Understanding how the System Design Interview is scored and how the interviewer manages its complexity is critical for successful completion. In this chapter we will look at assessment criteria for each stage of the interview and a mechanism for adapting complexity.
Evaluation criteria by interview stage
The interviewer evaluates the candidate on several key aspects at each stage System Design Interview. Understanding these criteria will help you place the right emphasis.
Formalization of requirements
The candidate's ability to identify and structure system requirements is assessed.
Good
- Asks clarifying questions
- Identifies functional and non-functional requirements
- Defines the scope and boundaries of the system
Weak
- Goes straight to the solution
- Makes assumptions without elaboration
- Doesn't prioritize
System Boundaries and Public API
An understanding of how the system interacts with the outside world is assessed.
Good
- Clearly defines API endpoints
- Thinks through request/response formats
- Takes into account API versioning
Weak
- Skips API definition
- Inconsistent contracts
- Doesn't think about backward compatibility
Basic data flows
Understanding of write path and read path in the system is assessed.
Good
- Clearly separates write/read paths
- Uses sequence diagrams
- Thinks through async processing
Weak
- Mixes threads into one pile
- Does not take into account asynchrony
- Forgets about error handling
Conceptual and actual data schema
The ability to design a data model to meet the requirements is assessed.
Good
- Starts with a conceptual model
- Justifies the choice of database type
- Thinks through indexes
Weak
- Immediately selects technology without analysis
- Ignores access patterns
- Doesn't think about denormalization
System scaling
Understanding of scaling strategies and their trade-offs is assessed.
Good
- Understands vertical vs horizontal scaling
- Understands sharding strategies
- Takes bottlenecks into account
Weak
- "Just add more servers"
- Does not take into account stateful components
- Ignores data consistency
Readability and clarity of diagrams
The ability to visually communicate architecture is assessed.
Good
- Neat, readable diagrams
- Logical arrangement of elements
- Signatures and explanations
Weak
- Chaotic lines and blocks
- No component signatures
- Unclear connections
Assessment levels (grades)
The interviewer evaluates the candidate on a grade scale, which determines the level independence and depth of understanding of System Design.
Junior
The candidate is able to work only with happy path and requires significant assistance from the interviewer to progress on the task.
Specifications:
- Understands basic system logic
- Needs leading questions
- Does not take into account edge cases independently
- Limited understanding of scaling
Middle
The candidate can work independently on individual modules of the system without constant guidance.
Specifications:
- Designs individual components independently
- Takes into account basic edge cases
- Understands basic scaling patterns
- Can justify technological choice
Senior
The candidate can take end-to-end ownership of system design.
Specifications:
- Leads the entire design process independently
- Anticipates problems and offers solutions
- Deeply understands trade-offs
- Takes into account operational aspects (monitoring, debugging)
Senior+ / Staff
The candidate demonstrates an exemplary design level, beyond standard expectations.
Specifications:
- Offers innovative solutions
- Takes into account long-term evolution of the system
- Thinks about cross-cutting concerns (security, compliance)
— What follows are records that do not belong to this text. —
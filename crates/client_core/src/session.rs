use std::{
    fs,
    io::{self, Write},
    path::{Path, PathBuf},
    sync::{Arc, Mutex, MutexGuard, PoisonError},
};

use serde::{Deserialize, Serialize};
use shared::protocol::UserProfile;
use thiserror::Error;
use tokio::sync::broadcast;
use tracing::{info, warn};

/// Persisted session slot. The field names are the storage keys the
/// dashboard has always used, so an existing session file keeps working.
#[derive(Debug, Clone, PartialEq, Eq, Serialize, Deserialize)]
pub struct StoredSession {
    pub token: String,
    pub user: UserProfile,
}

#[derive(Debug, Error)]
pub enum StoreError {
    #[error("session store io failure: {0}")]
    Io(#[from] io::Error),
    #[error("session store holds malformed data: {0}")]
    Format(#[from] serde_json::Error),
}

/// Durable key-value slot that survives restarts of the client.
pub trait SessionStore: Send + Sync {
    fn load(&self) -> Result<Option<StoredSession>, StoreError>;
    fn save(&self, session: &StoredSession) -> Result<(), StoreError>;
    fn clear(&self) -> Result<(), StoreError>;
}

pub struct FileSessionStore {
    path: PathBuf,
}

impl FileSessionStore {
    pub fn new(path: impl Into<PathBuf>) -> Self {
        Self { path: path.into() }
    }
}

impl SessionStore for FileSessionStore {
    fn load(&self) -> Result<Option<StoredSession>, StoreError> {
        let raw = match fs::read(&self.path) {
            Ok(raw) => raw,
            Err(err) if err.kind() == io::ErrorKind::NotFound => return Ok(None),
            Err(err) => return Err(err.into()),
        };
        Ok(Some(serde_json::from_slice(&raw)?))
    }

    fn save(&self, session: &StoredSession) -> Result<(), StoreError> {
        if let Some(parent) = self.path.parent().filter(|p| !p.as_os_str().is_empty()) {
            fs::create_dir_all(parent)?;
        }
        let tmp = self.path.with_extension("json.tmp");
        match fs::remove_file(&tmp) {
            Ok(()) => {}
            Err(err) if err.kind() == io::ErrorKind::NotFound => {}
            Err(err) => return Err(err.into()),
        }
        let mut file = create_private(&tmp)?;
        file.write_all(&serde_json::to_vec_pretty(session)?)?;
        file.sync_all()?;
        drop(file);
        fs::rename(&tmp, &self.path)?;
        Ok(())
    }

    fn clear(&self) -> Result<(), StoreError> {
        match fs::remove_file(&self.path) {
            Ok(()) => Ok(()),
            Err(err) if err.kind() == io::ErrorKind::NotFound => Ok(()),
            Err(err) => Err(err.into()),
        }
    }
}

/// The slot holds a bearer token: owner read/write only.
#[cfg(unix)]
fn create_private(path: &Path) -> io::Result<fs::File> {
    use std::os::unix::fs::OpenOptionsExt;

    fs::OpenOptions::new()
        .write(true)
        .create_new(true)
        .mode(0o600)
        .open(path)
}

#[cfg(not(unix))]
fn create_private(path: &Path) -> io::Result<fs::File> {
    fs::OpenOptions::new().write(true).create_new(true).open(path)
}

#[derive(Default)]
pub struct MemorySessionStore {
    slot: Mutex<Option<StoredSession>>,
}

impl SessionStore for MemorySessionStore {
    fn load(&self) -> Result<Option<StoredSession>, StoreError> {
        Ok(lock(&self.slot).clone())
    }

    fn save(&self, session: &StoredSession) -> Result<(), StoreError> {
        *lock(&self.slot) = Some(session.clone());
        Ok(())
    }

    fn clear(&self) -> Result<(), StoreError> {
        *lock(&self.slot) = None;
        Ok(())
    }
}

#[derive(Debug, Clone, PartialEq, Eq)]
pub enum SessionEvent {
    SignedIn { username: String },
    SignedOut,
    /// The server rejected the token. Emitted once per token, however many
    /// requests observed the rejection.
    Expired,
}

/// Explicit session context handed to every component that talks to the
/// API. Cloning shares the same slot.
#[derive(Clone)]
pub struct SessionContext {
    inner: Arc<SessionInner>,
}

struct SessionInner {
    store: Box<dyn SessionStore>,
    current: Mutex<Option<StoredSession>>,
    events: broadcast::Sender<SessionEvent>,
}

impl SessionContext {
    /// Opens the context over a durable store, restoring any saved session.
    /// An unreadable slot is treated as signed out.
    pub fn open(store: impl SessionStore + 'static) -> Self {
        let current = match store.load() {
            Ok(current) => current,
            Err(err) => {
                warn!(%err, "discarding unreadable saved session");
                None
            }
        };
        let (events, _) = broadcast::channel(16);
        Self {
            inner: Arc::new(SessionInner {
                store: Box::new(store),
                current: Mutex::new(current),
                events,
            }),
        }
    }

    pub fn in_memory() -> Self {
        Self::open(MemorySessionStore::default())
    }

    pub fn subscribe(&self) -> broadcast::Receiver<SessionEvent> {
        self.inner.events.subscribe()
    }

    pub fn set_session(&self, token: impl Into<String>, user: UserProfile) {
        let session = StoredSession {
            token: token.into(),
            user,
        };
        if let Err(err) = self.inner.store.save(&session) {
            warn!(%err, "failed to persist session; keeping it in memory only");
        }
        let username = session.user.username.clone();
        *lock(&self.inner.current) = Some(session);
        info!(%username, "session started");
        let _ = self.inner.events.send(SessionEvent::SignedIn { username });
    }

    pub fn token(&self) -> Option<String> {
        lock(&self.inner.current)
            .as_ref()
            .map(|session| session.token.clone())
    }

    pub fn user(&self) -> Option<UserProfile> {
        lock(&self.inner.current)
            .as_ref()
            .map(|session| session.user.clone())
    }

    pub fn is_authenticated(&self) -> bool {
        lock(&self.inner.current).is_some()
    }

    /// Explicit logout.
    pub fn clear(&self) {
        let previous = lock(&self.inner.current).take();
        self.wipe_store();
        if previous.is_some() {
            info!("session cleared");
            let _ = self.inner.events.send(SessionEvent::SignedOut);
        }
    }

    /// Tears the session down after the server rejected `token_used`.
    /// Returns whether this call performed the teardown; callers racing on
    /// the same token, or holding a token that was already replaced, get
    /// `false` and no event is emitted for them.
    pub fn expire(&self, token_used: &str) -> bool {
        {
            let mut current = lock(&self.inner.current);
            match current.as_ref() {
                Some(session) if session.token == token_used => {
                    *current = None;
                }
                _ => return false,
            }
        }
        self.wipe_store();
        warn!("session expired; login required");
        let _ = self.inner.events.send(SessionEvent::Expired);
        true
    }

    fn wipe_store(&self) {
        if let Err(err) = self.inner.store.clear() {
            warn!(%err, "failed to clear persisted session");
        }
    }
}

fn lock<T>(mutex: &Mutex<T>) -> MutexGuard<'_, T> {
    mutex.lock().unwrap_or_else(PoisonError::into_inner)
}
- Can explain decisions at the business level
Difficulty Variation Mechanism
It is important to understand that the interview begins with maximum freedom and complexity. The interviewer gradually adapts the level depending on how the candidate performs.
Start
Senior level
Maximum freedom
In case of difficulties
Middle level
More tips
Severe difficulties
Junior level
Specific questions
How to improve your score
- Proactively move forward without waiting for questions
- Raise important topics independently (edge cases, scaling)
- Explain trade-offs without additional questions
- Offer alternative solutions
What lowers the score?
- Waiting for hints from the interviewer
- Failure to justify decisions
- Getting stuck at one stage
- Ignoring the interviewer's prompts
Key Findings
The interview always starts at the Senior level — you are given maximum freedom to show your abilities.
Hints are calibration — Each hint from the interviewer adjusts the assessment of your level.
Proactivity is critical — The more you manage the process yourself, the higher the score.
Trade-offs are more important than "correct" answers — the ability to explain trade-offs is valued over knowledge of specific solutions.